California Loses 10,500 Jobs
California’s job market showed no improvement in November, posting a net loss of 10,500 positions, most of them in the slumping manufacturing sector, the Employment Development Department reported Friday.
A separate survey of households showed that the state’s jobless rate fell to 6.4% in November from a revised 6.5% in October.
But economists put more stock in the payroll survey, which is considered a better barometer of the job market.
In the last year, the state’s employers have added a paltry 2,800 net new jobs.
Analysts say weak earnings, war jitters and continuing gains in productivity give employers little incentive to beef up their payrolls.
“We’re still skipping along the bottom,” said economist Lisa Grobar, director of the Cal State Long Beach Economic Forecast Project.
A year ago, the unemployment rate in California stood at 6.1%. The pre-recession low of 4.7% came in February 2001.
To be sure, the rise in unemployment is mild compared with what occurred during previous downturns. But the concentration of job losses in the Bay Area this time around is having far-reaching effects on the state’s economy.
The decline in high-paying technology jobs has left California much worse off in terms of income than the rest of the country and is a big reason the state faces a $20-billion-plus budget deficit. From its peak of 5.7 million jobs in early 2001, U.S. technology employment has plunged by more than half a million -- one in five of them in California.
The hardest-hit area has been Santa Clara County, the heart of Silicon Valley.
Nonfarm payroll employment in the county declined by 2,700 jobs last month, with most of the losses coming in high-tech manufacturing.
The county has lost more than 110,000 jobs since its employment peaked in December 2000. The November unemployment rate in Santa Clara County was 7.8%, down from its most recent high of 8.1% in October but up sharply from its pre-recession low of 1.3% in December 2000.
“The technology sector continues to be a drag on the California economy,” said Michael Bernick, director of the EDD.
Southern California has been a bulwark of stability in comparison. Although growth has slowed markedly since the height of the economic boom, the five-county region that consists of Los Angeles, Orange, Ventura, San Bernardino and Riverside counties has managed to eke out a 0.1% gain in nonfarm payroll jobs in the last year, according to state data.
Still, some economists predict that the figure will be revised downward when the EDD completes its annual “benchmark” revision in February. The yearly revision uses the latest available data from tax records to update the previous year’s employment figures.
“I think we’re going to see that the recession was deeper than we thought” in terms of job losses, said Esmael Adibi, director of the Anderson Center for Economic Research at Chapman University in Orange.

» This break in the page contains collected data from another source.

use shoplist_core::{
    ListSession, MemoryItemStore, Mode, SessionError, SqliteItemStore, SubmitMode,
};

fn session() -> ListSession<MemoryItemStore> {
    ListSession::open(MemoryItemStore::new()).unwrap()
}

fn add(session: &mut ListSession<MemoryItemStore>, name: &str) {
    session.set_input(name);
    session.submit().unwrap();
}

#[test]
fn open_on_empty_storage_hides_controls() {
    let session = session();
    assert_eq!(session.view().len(), 0);
    assert!(!session.ui().controls_visible);
    assert_eq!(session.ui().submit_mode, SubmitMode::Add);
}

#[test]
fn adding_first_item_shows_controls_and_clears_input() {
    let mut session = session();
    add(&mut session, "Milk");

    assert_eq!(session.repo().list().unwrap(), ["Milk"]);
    assert_eq!(session.view().len(), 1);
    assert!(session.ui().controls_visible);
    assert!(session.input().is_empty());
}

#[test]
fn empty_submit_mutates_nothing() {
    let mut session = session();
    add(&mut session, "Milk");

    let err = session.submit().unwrap_err();
    assert!(matches!(err, SessionError::EmptyInput));
    assert_eq!(session.repo().list().unwrap(), ["Milk"]);
    assert_eq!(session.view().len(), 1);
}

#[test]
fn duplicate_add_is_rejected_without_mutation() {
    let mut session = session();
    add(&mut session, "Milk");

    session.set_input("Milk");
    let err = session.submit().unwrap_err();
    assert!(matches!(err, SessionError::Duplicate(name) if name == "Milk"));
    assert_eq!(session.repo().list().unwrap(), ["Milk"]);
    assert_eq!(session.view().len(), 1);
}

#[test]
fn edit_replaces_item_with_remove_then_append_ordering() {
    let mut session = session();
    add(&mut session, "Milk");
    add(&mut session, "Eggs");

    let milk = session.view().rows()[0].id;
    session.begin_edit(milk).unwrap();
    assert_eq!(session.mode(), Mode::Editing(milk));
    assert_eq!(session.input(), "Milk");
    assert_eq!(session.ui().submit_mode, SubmitMode::Update);
    assert!(session.view().row(milk).unwrap().editing);

    session.set_input("Oat Milk");
    session.submit().unwrap();

    assert_eq!(session.repo().list().unwrap(), ["Eggs", "Oat Milk"]);
    assert_eq!(session.mode(), Mode::Normal);
    assert_eq!(session.ui().submit_mode, SubmitMode::Add);
    assert!(session.view().rows().iter().all(|row| !row.editing));
}

#[test]
fn edit_bypasses_the_duplicate_check() {
    let mut session = session();
    add(&mut session, "Milk");
    add(&mut session, "Eggs");

    let eggs = session.view().rows()[1].id;
    session.begin_edit(eggs).unwrap();
    session.set_input("Milk");
    session.submit().unwrap();

    // The edit path never dedups, so two entries with the same name remain.
    assert_eq!(session.repo().list().unwrap(), ["Milk", "Milk"]);
}

#[test]
fn empty_submit_while_editing_stays_in_edit_mode() {
    let mut session = session();
    add(&mut session, "Milk");

    let milk = session.view().rows()[0].id;
    session.begin_edit(milk).unwrap();
    session.set_input("");

    let err = session.submit().unwrap_err();
    assert!(matches!(err, SessionError::EmptyInput));
    assert_eq!(session.mode(), Mode::Editing(milk));
    assert_eq!(session.repo().list().unwrap(), ["Milk"]);
}

#[test]
fn clicking_another_row_retargets_the_edit() {
    let mut session = session();
    add(&mut session, "Milk");
    add(&mut session, "Eggs");

    let milk = session.view().rows()[0].id;
    let eggs = session.view().rows()[1].id;

    session.begin_edit(milk).unwrap();
    session.begin_edit(eggs).unwrap();

    assert_eq!(session.mode(), Mode::Editing(eggs));
    assert_eq!(session.input(), "Eggs");
    assert!(!session.view().row(milk).unwrap().editing);
    assert!(session.view().row(eggs).unwrap().editing);
}

#[test]
fn remove_requires_confirmation() {
    let mut session = session();
    add(&mut session, "Milk");

    let milk = session.view().rows()[0].id;
    let name = session.request_remove(milk).unwrap();
    assert_eq!(name, "Milk");

    // Nothing mutated while the prompt is pending.
    assert_eq!(session.repo().list().unwrap(), ["Milk"]);
    assert_eq!(session.pending_remove_name(), Some("Milk"));

    let removed = session.confirm_remove().unwrap();
    assert_eq!(removed.as_deref(), Some("Milk"));
    assert!(session.repo().list().unwrap().is_empty());
    assert_eq!(session.view().len(), 0);
    assert!(!session.ui().controls_visible);
}

#[test]
fn declining_a_remove_is_a_noop() {
    let mut session = session();
    add(&mut session, "Milk");

    let milk = session.view().rows()[0].id;
    session.request_remove(milk).unwrap();
    session.decline_remove();

    assert_eq!(session.repo().list().unwrap(), ["Milk"]);
    assert_eq!(session.view().len(), 1);
    assert_eq!(session.confirm_remove().unwrap(), None);
}

#[test]
fn removing_the_edit_target_cancels_edit_mode() {
    let mut session = session();
    add(&mut session, "Milk");
    add(&mut session, "Eggs");

    let milk = session.view().rows()[0].id;
    session.begin_edit(milk).unwrap();
    session.request_remove(milk).unwrap();
    session.confirm_remove().unwrap();

    assert_eq!(session.mode(), Mode::Normal);
    assert_eq!(session.ui().submit_mode, SubmitMode::Add);
    assert_eq!(session.repo().list().unwrap(), ["Eggs"]);
}

#[test]
fn clear_all_empties_storage_and_view_from_any_state() {
    let mut session = session();
    add(&mut session, "Milk");
    add(&mut session, "Eggs");

    let milk = session.view().rows()[0].id;
    session.begin_edit(milk).unwrap();
    session.clear_all().unwrap();

    assert!(session.repo().list().unwrap().is_empty());
    assert_eq!(session.view().len(), 0);
    assert!(!session.ui().controls_visible);
    assert_eq!(session.mode(), Mode::Normal);
}

#[test]
fn filter_narrows_visible_rows_without_touching_storage() {
    let mut session = session();
    add(&mut session, "Oat Milk");
    add(&mut session, "Eggs");
    add(&mut session, "milkshake");

    session.set_filter("MILK");
    assert_eq!(session.view().visible_len(), 2);
    assert_eq!(session.repo().list().unwrap().len(), 3);

    session.set_filter("");
    assert_eq!(session.view().visible_len(), 3);
}

#[test]
fn filter_survives_a_mutation_but_new_rows_append_visible() {
    let mut session = session();
    add(&mut session, "Milk");
    session.set_filter("milk");

    add(&mut session, "Eggs");
    assert_eq!(session.filter(), "milk");
    // Fresh rows show until the filter is retyped, like filter-as-you-type.
    assert!(session.view().rows().last().unwrap().visible);
}

#[test]
fn session_reloads_persisted_items_on_open() {
    let mut session = session();
    add(&mut session, "Milk");
    add(&mut session, "Eggs");

    // A second session over the same sqlite file sees the same list.
    let dir = tempfile::TempDir::new().unwrap();
    let path = dir.path().join("shoplist.sqlite3");
    {
        let store = SqliteItemStore::open(&path).unwrap();
        let mut first = ListSession::open(store).unwrap();
        first.set_input("Bread");
        first.submit().unwrap();
    }

    let store = SqliteItemStore::open(&path).unwrap();
    let reopened = ListSession::open(store).unwrap();
    assert_eq!(reopened.repo().list().unwrap(), ["Bread"]);
    assert_eq!(reopened.view().len(), 1);
    assert!(reopened.ui().controls_visible);
}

Only three of the state’s industry sectors -- government, mining, and insurance and real estate -- posted job gains during November.
The losers were led by the manufacturing sector, which shed 9,700 jobs. The state’s factories have pared jobs in all but one of the last 22 months, and manufacturing employment is down 63,100 since November 2001.
The Los Angeles County unemployment rate dropped to 6% in November from a revised 6.2% in October.
Orange County’s unemployment rate dipped to 3.9% in November from 4.1% in October.
In the Inland Empire, Riverside County’s rate dropped to 6.1% from 6.6%, and San Bernardino’s eased to 5.4% from 5.7%.
Ventura County’s jobless rate rose to 5.7% in November from 5.5% the month before.